The only dissenting vote came from Commissioner Hugh Coleman, who restated his position that services could be brought in-house for less than the $30,000 a month the county pays ITS.
“Like I said in the past, I don’t think we particularly get the best bang for our buck with the ITS consulting contract,” he said. “I don’t think we need an intermediary between us and TxDOT.
“We spend a lot of money, and I think we would be better served bringing that in-house and having our own engineers interact with our cities and constituents,” he added.
Commissioner Andy Eads said Denton County has been the envy of the region for ongoing projects and those planned for the future. He credited ITS with helping the county on projects.
County Judge Mary Horn stressed the county is hiring not just Polster, but his firm as well, and lauded the cooperation the county has with the cities to get transportation work completed.
Coleman also brought up the fact that the county has been using money off interest bonds to pay for the contract.
Denton County auditor James Wells said the Commissioners Court has been advised each time the renewal has been discussed that the current source of funding will not always be there.
“We didn’t earn that much countywide this year off all county funds — bond funds and all local funds together,” Wells said. “The situation is [that] this was a big fund originally. It earned a lot of interest.”
With a quick calculation, during an interview Tuesday afternoon, Wells said at a half-percent interest, it would take a billion dollars to earn $500,000.
“They have been advised it will be depleted and they have to arrange other funding sources,” he said.
During Tuesday’s Commissioners Court meeting, Commissioner Bobbie Mitchell said that not everything was perfect concerning the consulting contract, but she was not sure it would be perfect with anyone else.

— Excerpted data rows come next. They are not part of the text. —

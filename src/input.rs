/*
 * Input Module
 *
 * This module turns raw pointer state into the discrete events the
 * simulation consumes, and hosts the nannou event handlers that feed it.
 *
 * Features:
 * - Press/release edge detection through a small state machine
 * - Left control held suppresses body creation
 * - Tab clears the sandbox
 * - Clicks on the control panel are ignored
 */

use glam::DVec2;
use nannou::prelude::*;
use nannou::winit::event::MouseButton;

use crate::app::Model;

// Phase of the primary button as seen once per tick
#[derive(Debug, Clone, Copy, PartialEq, Eq, Default)]
pub enum PointerPhase {
    #[default]
    Idle,
    Pressed,
    Held,
    Released,
}

// Edge produced by a phase change
#[derive(Debug, Clone, Copy, PartialEq, Eq)]
pub enum PointerEvent {
    Press,
    Release,
}

impl PointerPhase {
    // Advance the machine with this tick's button level
    pub fn advance(self, down: bool) -> (Self, Option<PointerEvent>) {
        match (self, down) {
            (PointerPhase::Idle | PointerPhase::Released, true) => (PointerPhase::Pressed, Some(PointerEvent::Press)),
            (PointerPhase::Idle | PointerPhase::Released, false) => (PointerPhase::Idle, None),
            (PointerPhase::Pressed | PointerPhase::Held, true) => (PointerPhase::Held, None),
            (PointerPhase::Pressed | PointerPhase::Held, false) => (PointerPhase::Released, Some(PointerEvent::Release)),
        }
    }

    pub fn is_down(self) -> bool {
        matches!(self, PointerPhase::Pressed | PointerPhase::Held)
    }
}

// Everything the simulation reads from the input collaborator in one tick
#[derive(Debug, Clone, Copy, PartialEq, Default)]
pub struct PointerInput {
    pub position: DVec2,
    pub primary_down: bool,
    pub modifier_held: bool,
    pub clear: bool,
}

impl PointerInput {
    pub fn at(x: f64, y: f64) -> Self {
        Self {
            position: DVec2::new(x, y),
            ..Default::default()
        }
    }

    pub fn pressed(mut self) -> Self {
        self.primary_down = true;
        self
    }
}

// Raw device state collected between ticks by the event handlers
#[derive(Debug, Clone, Copy, Default)]
pub struct InputState {
    pub position: Vec2,
    pub primary_down: bool,
    // Set by every press and kept until the next sample, so a click that is
    // released before any tick runs still reaches the simulation
    pub press_latched: bool,
    pub modifier_held: bool,
    pub clear_requested: bool,
}

impl InputState {
    // Snapshot for the next tick. Press and clear requests are edges, so they are consumed.
    pub fn sample(&mut self) -> PointerInput {
        let input = PointerInput {
            position: DVec2::new(self.position.x as f64, self.position.y as f64),
            primary_down: self.primary_down || self.press_latched,
            modifier_held: self.modifier_held,
            clear: self.clear_requested,
        };
        self.press_latched = false;
        self.clear_requested = false;
        input
    }

    pub fn press(&mut self) {
        self.primary_down = true;
        self.press_latched = true;
    }

    pub fn release(&mut self) {
        self.primary_down = false;
    }
}

// Mouse moved event handler
pub fn mouse_moved(_app: &App, model: &mut Model, pos: Point2) {
    model.input.position = Vec2::new(pos.x, pos.y);
}

// Mouse pressed event handler
pub fn mouse_pressed(_app: &App, model: &mut Model, button: MouseButton) {
    if button == MouseButton::Left {
        // Check if the click is on the UI before handling it
        if !model.egui.ctx().is_pointer_over_area() {
            model.input.press();
        }
    }
}

// Mouse released event handler
pub fn mouse_released(_app: &App, model: &mut Model, button: MouseButton) {
    if button == MouseButton::Left {
        model.input.release();
    }
}

// Key pressed event handler
pub fn key_pressed(_app: &App, model: &mut Model, key: Key) {
    match key {
        Key::LControl => model.input.modifier_held = true,
        Key::Tab => model.input.clear_requested = true,
        _ => {}
    }
}

// Key released event handler
pub fn key_released(_app: &App, model: &mut Model, key: Key) {
    if key == Key::LControl {
        model.input.modifier_held = false;
    }
}

// Handle raw window events for egui
pub fn raw_window_event(_app: &App, model: &mut Model, event: &nannou::winit::event::WindowEvent) {
    model.egui.handle_raw_event(event);
}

Mitchell said she had issues with Polster’s employment by other cities but said she had worked things out with Polster and trusts him to put the county’s interests first. She likened it to trusting Coleman since he does work for the city of Sanger.
After trading words over the relevancy of Coleman’s job as well as comments about the work other commissioners do when not acting for the county, the vote was taken and the extension was given.
“I’m glad to see the majority of the court still sees value in the services we provide,” Polster said. “I look forward to continuing to promote the county’s transportation agenda in all venues.”